Forgive the wall of text. Text editor data structures are something I’m particularly passionate about.
The piece table is superior to the gap buffer only if the following are all true:
As a big fan of Oberon, which used piece chains as its mechanism for storing text (derived from Gutkenecht’s earlier work on Lara), I’m pretty familiar with the piece chain data structure. The piece chain made perfect sense in Oberon, because the machines in question didn’t have virtual memory and the programming language itself didn’t support dynamically-sized allocations so it couldn’t reallocate a gap buffer even if it wanted to.
(Some later versions of Oberon did support dynamically-sized allocations…)
Piece chains have the advantage that all or almost all of the text stays on disk. This is very useful in that file loads are essentially instantaneous and memory usage is proportional to the number of changes rather than the size of the file. It makes absolutely perfect sense if you don’t have virtual memory that can be paged to and from disk.
(Pike, in his The Text Editor sam extends this argument: it doesn’t work if you have crappy virtual memory either.)
Virtual memory, though, lets the operating system handle the disk operations too. And the rapid loading benefit goes away if you have to decode the text (e.g. from some multibyte encoding to wide characters in memory).
In terms of expense of editing operations, gap buffers and piece chains are more-or-less identical in the asymptotic sense: the piece chain maintains a cached (offset,piece) pair that corresponds directly to the location of the gap in a gap buffer. The performance of a piece chain degrades as you add more edits as you have to traverse more and more pieces to get to a certain spot. Gap buffers lack that issue.
Piece chains have two important advantages: it’s easier to store metainformation about text if the metainformation applies to “runs” of text, since the formatting information can be stored in the piece headers; and undo/redo is easy to implement (but not incredibly so).
In other words, piece chains are awesome and a particularly beautiful data structure, but their actual advantage over gap buffers on modern hardware under modern operating systems is kinda a mirage in most use cases.
First, thanks for your insightful comment. You seem knowledgeable on the subject so I have a question for you.
I discovered the piece table data structure while reading the linked article (so, just now), and my first thought was that it would be a good fit to implement a collaborative editor. I have not thought this through yet but I guess that instead of a single “new” file it would be possible to have one per participant. What do you think about this idea?
Thinking about it, yeah, that would be an excellent use case. Each user could have their own append-only key file from which pieces are carved and linked into the chain. Each user would also need their own point offset cache, so you’d need to be careful about managing those but I think that would be considerably easier than maintaining multiple gaps.
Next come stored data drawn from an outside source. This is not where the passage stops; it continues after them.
//! Slash command parsing for the chat application.
//!
//! This module handles parsing of special commands that start with `/`,
//! allowing users to control the chat session without sending messages
//! to the API.

/// A parsed chat command.
///
/// These commands control the chat session and are not sent to the API.
#[derive(Debug, Clone, PartialEq)]
pub enum ChatCommand {
    /// Clear the conversation history.
    Clear,

    /// Change the model.
    Model(String),

    /// Set or clear the system prompt.
    /// `None` clears the current system prompt.
    System(Option<String>),

    /// Set the maximum tokens per response.
    MaxTokens(u32),

    /// Clear the max-token cap (use the model default).
    ClearMaxTokens,

    /// Set the sampling temperature.
    Temperature(f32),

    /// Clear the sampling temperature (use model default).
    ClearTemperature,

    /// Display help information.
    Help,

    /// Exit the chat application.
    Quit,

    /// Display session statistics (message count, current model, etc.).
    Stats,

    /// Report a parsing error back to the caller.
    Invalid(String),
}

/// Parses user input for slash commands.
///
/// Returns `Some(ChatCommand)` if the input is a valid command,
/// or `None` if it should be treated as a regular message.
///
/// # Examples
///
/// ```
/// # use deepchat::chat::parse_command;
/// assert!(parse_command("/quit").is_some());
/// assert!(parse_command("/model deepseek-reasoner").is_some());
/// assert!(parse_command("Hello!").is_none());
/// ```
pub fn parse_command(input: &str) -> Option<ChatCommand> {
    let input = input.trim();

    if !input.starts_with('/') {
        return None;
    }

    let mut parts = input[1..].splitn(2, ' ');
    let command = parts.next()?.to_lowercase();
    let argument = parts.next().map(|s| s.trim()).filter(|s| !s.is_empty());

    let result = match command.as_str() {
        "clear" => ChatCommand::Clear,
        "model" => match argument {
            Some(model) => ChatCommand::Model(model.to_string()),
            None => ChatCommand::Invalid("/model requires a model name".to_string()),
        },
        "system" => ChatCommand::System(argument.map(|s| s.to_string())),
        "help" | "?" => ChatCommand::Help,
        "quit" | "exit" | "q" => ChatCommand::Quit,
        "stats" | "status" => ChatCommand::Stats,
        "max_tokens" => match argument {
            Some(arg) if arg.eq_ignore_ascii_case("clear") => ChatCommand::ClearMaxTokens,
            Some(arg) => match arg.parse::<u32>() {
                Ok(value) => ChatCommand::MaxTokens(value),
                Err(_) => {
                    ChatCommand::Invalid("/max_tokens expects a positive integer".to_string())
                }
            },
            None => ChatCommand::Invalid("/max_tokens requires a value".to_string()),
        },
        "temperature" => match argument {
            Some(arg) if arg.eq_ignore_ascii_case("clear") => ChatCommand::ClearTemperature,
            Some(arg) => match parse_f32_in_range(arg, 0.0, 2.0) {
                Ok(value) => ChatCommand::Temperature(value),
                Err(err) => ChatCommand::Invalid(format!("/temperature {err}")),
            },
            None => ChatCommand::Invalid("/temperature requires a value".to_string()),
        },
        _ => ChatCommand::Invalid(format!("Unknown command: /{}", command)),
    };

    Some(result)
}

fn parse_f32_in_range(value: &str, min: f32, max: f32) -> Result<f32, String> {
    let parsed: f32 = value
        .parse()
        .map_err(|_| format!("expects a value between {min} and {max}"))?;
    if parsed.is_finite() && parsed >= min && parsed <= max {
        Ok(parsed)
    } else {
        Err(format!("expects a value between {min} and {max}"))
    }
}

/// Returns help text describing available commands.
pub fn help_text() -> &'static str {
    r#"Available commands:
  /clear                 Clear conversation history
  /model <name>          Change the model (e.g., /model deepseek-reasoner)
  /system [prompt]       Set system prompt (no argument clears it)
  /max_tokens <n>        Set maximum response tokens (use 'clear' to reset)
  /temperature <v>       Set temperature 0.0-2.0 (use 'clear' to reset)
  /stats                 Show session statistics
  /help                  Show this help message
  /quit                  Exit the chat"#
}

#[cfg(test)]
mod tests {
    use super::*;

    #[test]
    fn parse_quit_commands() {
        assert_eq!(parse_command("/quit"), Some(ChatCommand::Quit));
        assert_eq!(parse_command("/exit"), Some(ChatCommand::Quit));
        assert_eq!(parse_command("/q"), Some(ChatCommand::Quit));
        assert_eq!(parse_command("  /quit  "), Some(ChatCommand::Quit));
    }

    #[test]
    fn parse_clear() {
        assert_eq!(parse_command("/clear"), Some(ChatCommand::Clear));
        assert_eq!(parse_command("/CLEAR"), Some(ChatCommand::Clear));
    }

    #[test]
    fn parse_model() {
        assert_eq!(
            parse_command("/model deepseek-reasoner"),
            Some(ChatCommand::Model("deepseek-reasoner".to_string()))
        );
        assert!(matches!(
            parse_command("/model"),
            Some(ChatCommand::Invalid(_))
        ));
    }

    #[test]
    fn parse_system() {
        assert_eq!(
            parse_command("/system Be brief."),
            Some(ChatCommand::System(Some("Be brief.".to_string())))
        );
        assert_eq!(parse_command("/system"), Some(ChatCommand::System(None)));
    }

    #[test]
    fn parse_max_tokens() {
        assert_eq!(
            parse_command("/max_tokens 2048"),
            Some(ChatCommand::MaxTokens(2048))
        );
        assert_eq!(
            parse_command("/max_tokens clear"),
            Some(ChatCommand::ClearMaxTokens)
        );
        assert!(matches!(
            parse_command("/max_tokens lots"),
            Some(ChatCommand::Invalid(_))
        ));
    }

    #[test]
    fn parse_temperature() {
        assert_eq!(
            parse_command("/temperature 0.7"),
            Some(ChatCommand::Temperature(0.7))
        );
        assert_eq!(
            parse_command("/temperature clear"),
            Some(ChatCommand::ClearTemperature)
        );
        assert!(matches!(
            parse_command("/temperature 3.5"),
            Some(ChatCommand::Invalid(_))
        ));
        assert!(matches!(
            parse_command("/temperature warm"),
            Some(ChatCommand::Invalid(_))
        ));
    }

    #[test]
    fn plain_messages_are_not_commands() {
        assert_eq!(parse_command("hello"), None);
        assert_eq!(parse_command("what about /model?"), None);
        assert_eq!(parse_command(""), None);
    }

    #[test]
    fn unknown_command_is_invalid() {
        assert!(matches!(
            parse_command("/frobnicate"),
            Some(ChatCommand::Invalid(_))
        ));
    }
}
Cool. So this will be another project for motivated master students ^^. Thanks!
Can you explain how to implement gap buffers in a way to exploit virtual memory? This seems to require quite complicated and probably nonportable overlapping mappings, but perhaps I’m missing something obvious.
Also, piece chains trivially and efficiently support “multiple cursors” which are en vogue today.
Re: the multiple cursor thing, yeah, that’s true. There was another comment above talking about that (well, collaborative editors, which are essentially the same thing). Multiple cursors are neat but I never got into them. I’m too old and set in my ways.
Gap buffers taking advantage of virtual memory is automatic, assuming the VM implementation is reasonable. Allocate a buffer of whatever size and the individual pages of that allocation will be paged in and out as needed.
One major advantage of piece chains is that most or all of the text remains or can remain on disk, which is important when you have limited memory. When you have an essentially infinite virtual memory that the OS automatically pages to and from disk as needed, there’s no longer any reason to not simply load the whole file into memory.
I don’t see how this will work. You can mmap the whole file into a contiguous area, but then you cannot add a gap… or you can map it twice but then you need to remap everytime you move the gap…
just making use of VM is either “load whole file into memory” or, really, “copy whole file into swap partition”.
For piece chains, you just map once and look for the unchanged text there.
That’s it. Read the whole file into memory. You’re done. When memory runs low/something else needs physical memory, the OS will page out part of the buffer to disk. When you access that part again, a page fault happens and the page is brought back in.
No mmaping or anything. Just allocate as normal and let the virtual memory subsystem do its job.
You pay the price of the initial load, but if you have to decode the text in any way (e.g. UTF-8 to wchar), you were gonna have to do it anyway.